There are organizations like The Transition Network (TTN) with chapters around the country for professional women age 50+ “whose changing life situations lead them to seek new connections, resources and opportunities.” Some of its chapters offer the Caring Collaborative, an initiative made up of TTN members who are “there for each other” when help or company is needed.
Barbara Stahura is active in the Collaborative’s New York City chapter. “When you meet women in a social setting, it’s easier to pick up the phone and ask for help. “If you know people in advance you have those personal connections.” A health care consultant who left her full-time job, Stahura, 62 [63 in August] has no children, no siblings who are alive and a husband with a chronic illness. While she’s healthy now, she knows an accident or something else could trip her up anytime. “I now have friends I’ve met through Caring Collaborative I can count on who’ve said, ‘don’t worry, let me know if you need help.’ It’s very reassuring,” says Stahura.

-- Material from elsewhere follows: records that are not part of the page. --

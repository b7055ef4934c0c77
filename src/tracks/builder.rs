//! Builder for assembling one frame of tracker output.

use super::dataset::FrameTracks;
use super::record::{BALL_TRACK_ID, TrackId, TrackRecord};
use crate::geometry::BBox;

/// Builder for one frame of tracker output, partitioned by object class.
#[derive(Debug, Clone, Default)]
pub struct FrameTracksBuilder {
    players: FrameTracks,
    referees: FrameTracks,
    ball: Option<BBox>,
}

impl FrameTracksBuilder {
    pub fn new() -> Self {
        Self::default()
    }

    /// Add a player box. A repeated id replaces the earlier box.
    pub fn player(mut self, id: TrackId, bbox: BBox) -> Self {
        self.players.insert(id, TrackRecord::new(bbox));
        self
    }

    /// Add a referee box. A repeated id replaces the earlier box.
    pub fn referee(mut self, id: TrackId, bbox: BBox) -> Self {
        self.referees.insert(id, TrackRecord::new(bbox));
        self
    }

    /// Set the ball box, stored under [`BALL_TRACK_ID`].
    pub fn ball(mut self, bbox: BBox) -> Self {
        self.ball = Some(bbox);
        self
    }

    /// Split into `(players, referees, ball)` maps.
    pub fn build(self) -> (FrameTracks, FrameTracks, FrameTracks) {
        let ball = self
            .ball
            .map(|b| FrameTracks::from([(BALL_TRACK_ID, TrackRecord::new(b))]))
            .unwrap_or_default();
        (self.players, self.referees, ball)
    }
}
//! Trait for the external detector and multi-object tracker.

use std::convert::Infallible;

use crate::frame::Frame;
use crate::tracks::Tracks;

/// Producer of raw per-frame tracks.
///
/// Implement this trait to connect a detector and tracker to the pipeline.
/// Implementations must return one entry per frame for every object class,
/// with goalkeepers already folded into players and at most one ball per
/// frame.
///
/// # Example
///
/// ```ignore
/// use pitch_tracks::{Frame, TrackSource, Tracks};
///
/// struct MyTracker {
///     // Your detector and tracker here
/// }
///
/// impl TrackSource for MyTracker {
///     type Error = std::io::Error;
///
///     fn track(&mut self, frames: &[Frame]) -> Result<Tracks, Self::Error> {
///         Ok(Tracks::with_frames(frames.len()))
///     }
/// }
/// ```
pub trait TrackSource {
    /// Error type for tracking failures.
    type Error: std::error::Error + Send + Sync + 'static;

    /// Detect and track every object of the video.
    fn track(&mut self, frames: &[Frame]) -> Result<Tracks, Self::Error>;
}

/// Tracks computed earlier act as their own source.
impl TrackSource for Tracks {
    type Error = Infallible;

    fn track(&mut self, _frames: &[Frame]) -> Result<Tracks, Self::Error> {
        Ok(self.clone())
    }
}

5. Know your housing options.

There are several ways to ensure you will not be isolated, lonely and alone. One friend in her sixties plans to sell her condo and buy a house with her sister. It’ll be company, she’s decided, and by splitting expenses, they can live someplace they wouldn’t have been able to afford alone. It goes without saying that they will take care of each other as they grow older.
Some older adults are opting for cohousing. You have your own place but share some meals and communal space. There’s daily interaction with neighbors who become like extended family.
Continuing Care Retirement Communities (CCRCs or Life Plan Communities) — many with assisted living and skilled nursing — can be appealing, too. Not only are your medical needs taken care of, should you have them, but there are activities, stimulation and caring residents and staff. University-based retirement communities (UBRC) that are on or near college campuses and focus on lifelong learning are one type. There are more than 100 around the country.
The Village movement is also popular. You stay in your home and, for an annual fee, join a neighborhood “Village.” Members get discounted vetted service referrals (i.e. think home repairs, dog walking, a babysitter for your grandchild, transportation), and social opportunities, from museum trips, yoga classes or a group meal out.